■ **EXERCISE**: Of all the lines in the records below, copy only those that contain the string "Some".

■ **DATASET RECORDS**:
· · ·

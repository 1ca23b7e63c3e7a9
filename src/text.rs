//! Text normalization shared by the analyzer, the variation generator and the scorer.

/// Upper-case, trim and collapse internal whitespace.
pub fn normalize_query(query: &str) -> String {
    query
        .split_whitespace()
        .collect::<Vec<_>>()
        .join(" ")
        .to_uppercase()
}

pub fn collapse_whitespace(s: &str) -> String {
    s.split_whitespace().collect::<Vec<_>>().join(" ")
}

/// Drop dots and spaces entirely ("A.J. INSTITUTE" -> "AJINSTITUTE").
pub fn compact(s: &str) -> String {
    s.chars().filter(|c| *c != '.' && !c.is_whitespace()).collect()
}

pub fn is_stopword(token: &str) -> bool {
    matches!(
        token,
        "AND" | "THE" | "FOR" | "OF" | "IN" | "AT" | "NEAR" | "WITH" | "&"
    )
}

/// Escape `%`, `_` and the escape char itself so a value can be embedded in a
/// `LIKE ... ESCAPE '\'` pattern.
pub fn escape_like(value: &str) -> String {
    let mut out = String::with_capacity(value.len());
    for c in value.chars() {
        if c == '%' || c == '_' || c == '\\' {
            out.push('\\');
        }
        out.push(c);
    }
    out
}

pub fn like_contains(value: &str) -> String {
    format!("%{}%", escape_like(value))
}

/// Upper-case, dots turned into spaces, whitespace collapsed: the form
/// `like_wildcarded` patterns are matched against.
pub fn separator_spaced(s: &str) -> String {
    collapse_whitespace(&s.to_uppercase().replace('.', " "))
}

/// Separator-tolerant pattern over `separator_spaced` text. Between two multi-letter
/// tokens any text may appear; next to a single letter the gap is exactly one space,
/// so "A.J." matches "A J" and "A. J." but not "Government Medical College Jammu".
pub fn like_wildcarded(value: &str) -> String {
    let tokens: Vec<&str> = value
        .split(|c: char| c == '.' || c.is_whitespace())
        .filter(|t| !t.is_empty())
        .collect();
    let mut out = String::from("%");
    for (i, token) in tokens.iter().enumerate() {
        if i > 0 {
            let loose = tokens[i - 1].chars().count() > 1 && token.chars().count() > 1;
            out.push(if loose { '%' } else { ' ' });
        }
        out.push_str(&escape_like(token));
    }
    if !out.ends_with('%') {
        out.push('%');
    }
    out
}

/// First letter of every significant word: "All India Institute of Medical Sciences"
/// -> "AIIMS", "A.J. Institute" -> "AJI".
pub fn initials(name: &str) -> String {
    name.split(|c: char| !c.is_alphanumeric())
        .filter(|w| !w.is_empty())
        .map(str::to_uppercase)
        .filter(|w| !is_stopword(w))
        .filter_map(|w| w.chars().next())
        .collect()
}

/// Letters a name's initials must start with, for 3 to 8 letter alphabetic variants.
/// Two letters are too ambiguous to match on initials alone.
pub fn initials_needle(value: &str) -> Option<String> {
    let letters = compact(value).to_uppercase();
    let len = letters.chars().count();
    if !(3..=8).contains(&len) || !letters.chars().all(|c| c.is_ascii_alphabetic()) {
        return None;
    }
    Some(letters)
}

· · ·

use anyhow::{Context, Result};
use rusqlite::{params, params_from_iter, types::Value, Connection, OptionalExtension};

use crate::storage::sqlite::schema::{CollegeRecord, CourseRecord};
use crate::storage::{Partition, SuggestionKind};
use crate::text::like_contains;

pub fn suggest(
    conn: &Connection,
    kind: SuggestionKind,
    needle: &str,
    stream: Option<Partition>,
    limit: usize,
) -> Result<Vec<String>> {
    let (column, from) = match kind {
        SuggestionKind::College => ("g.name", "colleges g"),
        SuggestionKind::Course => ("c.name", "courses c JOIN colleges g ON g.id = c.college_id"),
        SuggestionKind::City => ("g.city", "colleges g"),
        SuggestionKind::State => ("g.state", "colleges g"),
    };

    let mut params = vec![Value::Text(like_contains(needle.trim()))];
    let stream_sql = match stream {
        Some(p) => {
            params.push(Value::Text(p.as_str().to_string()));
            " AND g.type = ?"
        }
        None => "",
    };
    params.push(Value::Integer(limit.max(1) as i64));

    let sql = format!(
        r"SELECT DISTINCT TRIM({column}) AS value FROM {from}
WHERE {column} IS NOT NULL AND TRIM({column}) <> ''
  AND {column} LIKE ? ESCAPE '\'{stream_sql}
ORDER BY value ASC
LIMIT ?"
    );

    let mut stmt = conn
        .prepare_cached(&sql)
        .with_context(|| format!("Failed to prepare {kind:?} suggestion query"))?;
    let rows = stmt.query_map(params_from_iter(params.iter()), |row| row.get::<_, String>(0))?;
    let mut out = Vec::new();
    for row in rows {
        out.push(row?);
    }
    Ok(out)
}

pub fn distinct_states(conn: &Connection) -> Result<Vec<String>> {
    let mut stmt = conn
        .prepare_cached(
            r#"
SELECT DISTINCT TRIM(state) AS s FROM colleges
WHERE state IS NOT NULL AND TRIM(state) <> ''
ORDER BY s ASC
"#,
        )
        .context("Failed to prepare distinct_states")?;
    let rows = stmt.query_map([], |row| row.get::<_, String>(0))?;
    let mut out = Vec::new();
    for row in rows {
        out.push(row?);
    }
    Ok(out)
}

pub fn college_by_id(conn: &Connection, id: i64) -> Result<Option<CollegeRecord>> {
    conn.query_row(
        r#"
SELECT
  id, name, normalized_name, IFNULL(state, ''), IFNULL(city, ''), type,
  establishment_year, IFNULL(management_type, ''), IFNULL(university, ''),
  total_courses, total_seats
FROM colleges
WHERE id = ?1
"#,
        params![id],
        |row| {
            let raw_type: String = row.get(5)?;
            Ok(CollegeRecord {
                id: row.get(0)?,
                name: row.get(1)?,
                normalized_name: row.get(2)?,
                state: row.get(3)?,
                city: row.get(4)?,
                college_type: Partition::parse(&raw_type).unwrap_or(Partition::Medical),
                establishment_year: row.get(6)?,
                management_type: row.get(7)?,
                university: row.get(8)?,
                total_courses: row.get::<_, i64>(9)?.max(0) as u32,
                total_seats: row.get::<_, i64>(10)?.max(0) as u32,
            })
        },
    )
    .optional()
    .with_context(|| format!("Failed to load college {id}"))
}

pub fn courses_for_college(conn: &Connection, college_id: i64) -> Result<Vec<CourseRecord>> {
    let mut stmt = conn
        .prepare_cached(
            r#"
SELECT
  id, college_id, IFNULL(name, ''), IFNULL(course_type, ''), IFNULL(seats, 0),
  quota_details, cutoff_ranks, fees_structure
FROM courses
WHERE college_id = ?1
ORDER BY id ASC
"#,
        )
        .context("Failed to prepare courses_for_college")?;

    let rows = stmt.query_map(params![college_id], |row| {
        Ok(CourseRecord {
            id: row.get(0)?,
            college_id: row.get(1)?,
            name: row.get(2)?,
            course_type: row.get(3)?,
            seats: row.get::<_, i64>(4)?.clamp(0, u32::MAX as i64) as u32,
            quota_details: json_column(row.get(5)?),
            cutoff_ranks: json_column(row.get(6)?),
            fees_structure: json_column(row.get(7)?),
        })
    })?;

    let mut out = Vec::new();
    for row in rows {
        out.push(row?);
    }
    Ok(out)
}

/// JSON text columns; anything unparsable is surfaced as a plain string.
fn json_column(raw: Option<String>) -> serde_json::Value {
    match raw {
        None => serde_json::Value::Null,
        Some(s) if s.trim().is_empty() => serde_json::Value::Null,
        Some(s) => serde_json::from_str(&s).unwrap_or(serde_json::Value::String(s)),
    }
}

· · ·

■ **RESULT FOR THIS TASK**:
    Some(letters)
        Some(p) => {
        Some(s) if s.trim().is_empty() => serde_json::Value::Null,
        Some(s) => serde_json::from_str(&s).unwrap_or(serde_json::Value::String(s)),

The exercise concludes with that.